Колин был страшно обеспокоен, когда узнал о произошедшем, но когда я рассказал ему про все, что случилось, в том числе и про больницу, он взволновался:
– Отличный материал! – воскликнул он. – Вы должны об этом написать.
Потом подумал и добавил:
– По сути, то, чем вы сейчас живете, уже является новой книгой.
Через несколько дней Колин принес мне огромную книгу с обложкой, но без текста – семьсот чистых белых глянцевых страниц (это был образец только что изданной книги), на которых я мог писать, лежа на больничной койке. Забавно было иметь такую записную книжку, самую большую из всех, что я когда-либо имел. Я внес в нее полный отчет о своем путешествии в неврологическое небытие и возвращении к нормальной жизни. Другие пациенты, видевшие меня с этой гигантской записной книжкой, подходили и шутили: «Вот счастливчик! Мы просто лежим, а он еще и книгу делает!» Часто заходил Колин, интересовавшийся тем, как идет дело – и с «книгой», и со здоровьем автора. Приезжала Анна, его жена, и привозила маленькие подарки, фрукты и копченую форель.
Книга, которую я хотел написать, должна была рассказывать о потере и возвращении конечности, в моем случае – ноги. Так как последнюю книгу я назвал «Пробуждения», то следующая должна была называться «Оживления».
Но с этой новой книгой должны были возникнуть проблемы, с которыми до этого я не сталкивался. Я должен был, например, передать весь ужас положения с точки зрения пассивно страдающего пациента, что неизбежно требовало от меня изложения самых моих интимных переживаний, чего не было в прочих писаниях, где я занимал позицию врача.
Возникали и другие проблемы. Я испытывал душевный подъем (хотя и с известной долей обескураженности) в связи с отзывами на «Пробуждения». Оден и другие сказали то, о чем я даже подумать не смел: «Пробуждения» – это крупный вклад в литературу. Но если это так, смогу ли я написать нечто сравнимое с этой книгой? И если «Пробуждения», с их богатством клинической информации, были проигнорированы моими коллегами, что можно ожидать от книги, которая полностью основывается на субъективном опыте единственного человека – меня самого?

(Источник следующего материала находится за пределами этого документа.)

#[cfg(test)]
mod tests {
    use super::*;
    use crate::on_event::on_event;

    #[test]
    fn test_shared_key_ignores_relay_order() {
        let filters = vec![Filter::new().kinds(vec![0]).authors(vec!["a".to_string()])];
        let one = shared_key(&filters, &["wss://b".to_string(), "wss://a".to_string()]);
        let two = shared_key(&filters, &["wss://a".to_string(), "wss://b".to_string()]);
        assert_eq!(one, two);

        let other = shared_key(&[Filter::new().kinds(vec![1])], &["wss://a".to_string()]);
        assert_ne!(one, other);
    }

    #[test]
    fn test_unique_keeps_first_occurrence() {
        let relays = unique(vec![
            "wss://b".to_string(),
            "wss://a".to_string(),
            "wss://b".to_string(),
        ]);
        assert_eq!(relays, vec!["wss://b", "wss://a"]);
    }

    #[test]
    fn test_inert_handle() {
        let handle = SubscriptionHandle::inert();
        assert!(handle.is_cancelled());
        handle.cancel();
    }

    #[tokio::test]
    async fn test_max_delay_with_on_eose_is_rejected() {
        let pool = RelayPool::new(PoolOptions::default()).unwrap();
        let result = pool
            .subscribe(
                vec![Filter::new().kinds(vec![1])],
                Some(vec!["ws://127.0.0.1:9".to_string()]),
                on_event(|_, _, _| {}),
                Some(Duration::from_millis(10)),
                Some(crate::on_event::on_eose(|_, _| {})),
                SubscriptionOptions::default(),
            )
            .await;
        assert!(matches!(result, Err(ClientError::InvalidRequest(_))));
        pool.close().await;
    }

    #[tokio::test]
    async fn test_missing_relays_without_authors_is_rejected() {
        let pool = RelayPool::new(PoolOptions::default()).unwrap();
        let result = pool
            .subscribe(
                vec![Filter::new().kinds(vec![1])],
                None,
                on_event(|_, _, _| {}),
                None,
                None,
                SubscriptionOptions::default(),
            )
            .await;
        assert!(matches!(result, Err(ClientError::InvalidRequest(_))));
        pool.close().await;
    }

    #[tokio::test]
    async fn test_cached_events_delivered_before_subscribe_returns() {
        let pool = RelayPool::new(PoolOptions::default()).unwrap();
        let event = Event {
            id: "a".repeat(64),
            pubkey: "b".repeat(64),
            created_at: 100,
            kind: 1,
            tags: vec![],
            content: "cached".to_string(),
            sig: String::new(),
        };
        pool.add_to_cache([event.clone()]);

        let delivered: Arc<Mutex<Vec<(String, Option<String>)>>> = Arc::new(Mutex::new(Vec::new()));
        let sink = Arc::clone(&delivered);
        let handle = pool
            .subscribe(
                vec![Filter::new().ids(vec![event.id.clone()])],
                Some(vec!["ws://127.0.0.1:9".to_string()]),
                on_event(move |e, _, url| sink.lock().push((e.id.clone(), url.map(String::from)))),
                None,
                None,
                SubscriptionOptions::default(),
            )
            .await
            .unwrap();

        assert_eq!(*delivered.lock(), vec![(event.id.clone(), None)]);
        handle.cancel();
        assert_eq!(pool.get_event_by_id(&event.id, None, None).await.unwrap(), event);
        pool.close().await;
    }

    #[tokio::test]
    async fn test_eose_reported_when_no_relay_accepts_batch() {
        let pool = RelayPool::new(PoolOptions::default()).unwrap();
        let eoses: Arc<Mutex<Vec<(String, Option<u64>)>>> = Arc::new(Mutex::new(Vec::new()));
        let sink = Arc::clone(&eoses);

        pool.subscribe(
            vec![Filter::new().kinds(vec![1])],
            Some(vec!["http://example.com".to_string()]),
            on_event(|_, _, _| {}),
            None,
            Some(Arc::new(move |url: &str, min: Option<u64>| {
                sink.lock().push((url.to_string(), min));
            })),
            SubscriptionOptions::default(),
        )
        .await
        .unwrap();

        assert_eq!(*eoses.lock(), vec![("http://example.com".to_string(), None)]);
        pool.close().await;
    }

    #[tokio::test]
    async fn test_closed_pool_rejects_calls() {
        let pool = RelayPool::new(PoolOptions::default()).unwrap();
        pool.close().await;

        assert!(matches!(pool.add_relay("wss://relay.example.com"), Err(ClientError::Closed)));
        let result = pool
            .subscribe(
                vec![Filter::new().kinds(vec![1])],
                Some(vec!["wss://relay.example.com".to_string()]),
                on_event(|_, _, _| {}),
                None,
                None,
                SubscriptionOptions::default(),
            )
            .await;
        assert!(matches!(result, Err(ClientError::Closed)));
        assert!(pool.get_relay_statuses().is_empty());
    }

    #[tokio::test]
    async fn test_referenced_events_without_e_tags_is_inert() {
        let pool = RelayPool::new(PoolOptions::default()).unwrap();
        let event = Event {
            id: "c".repeat(64),
            pubkey: "d".repeat(64),
            created_at: 1,
            kind: 1,
            tags: vec![vec!["p".to_string(), "e".repeat(64)]],
            content: String::new(),
            sig: String::new(),
        };
        let handle = pool
            .subscribe_referenced_events(
                &event,
                on_event(|_, _, _| {}),
                None,
                None,
                SubscriptionOptions::default(),
            )
            .await
            .unwrap();
        assert!(handle.is_cancelled());
        pool.close().await;
    }
}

К маю 1975 года я написал первый вариант «Оживлений» (которые впоследствии, по совету Джонатана Миллера, назвал «Нога как точка опоры»). Я чувствовал, как и Колин, что вскоре книга будет готова для публикации. Колин был так уверен в успехе, что включил книгу в каталог будущего, 1976/77 года.
Но летом 1975 года, когда я собирался заканчивать книгу, что-то в наших отношениях с Колином пошло наперекосяк. Миллеры в августе уехали в Шотландию и разрешили мне пожить в их лондонском доме. Он стоял напротив дома, где жил Колин; такое близкое расположение не могло не повлиять на работу самым положительным образом! Но эта близость, которая так радовала и была такой продуктивной в период написания «Пробуждений», теперь привела к результатам совершенно противоположным. По утрам я писал, после полудня гулял или плавал, а вечером, часов в семь-восемь, приходил Колин. К этому времени он обычно уже заканчивал обедать и выпивать – и немало, – а потому бывал обычно на взводе, очень легко раздражался и страдал многословием. Августовские ночи были жаркими и душными, и, вероятно, что-то в рукописи или во мне вызывало его ярость; я был напряжен, нервничал и совсем не был уверен в том, что пишу. Колин выбирал страничку из тех, что я готовил за утро, читал предложение или абзац и нападал – на тон, стиль, тему. Любое предложение, любая мысль – все он готов был зарубить. Ни его обычного юмора, ни добросердечия; критика была настолько безапелляционной и строгой, что меня трясло. После таких вечеров меня тянуло в клочья разорвать дневную порцию работы, да и сама книга казалась воплощенным идиотизмом – стоило ли такую продолжать?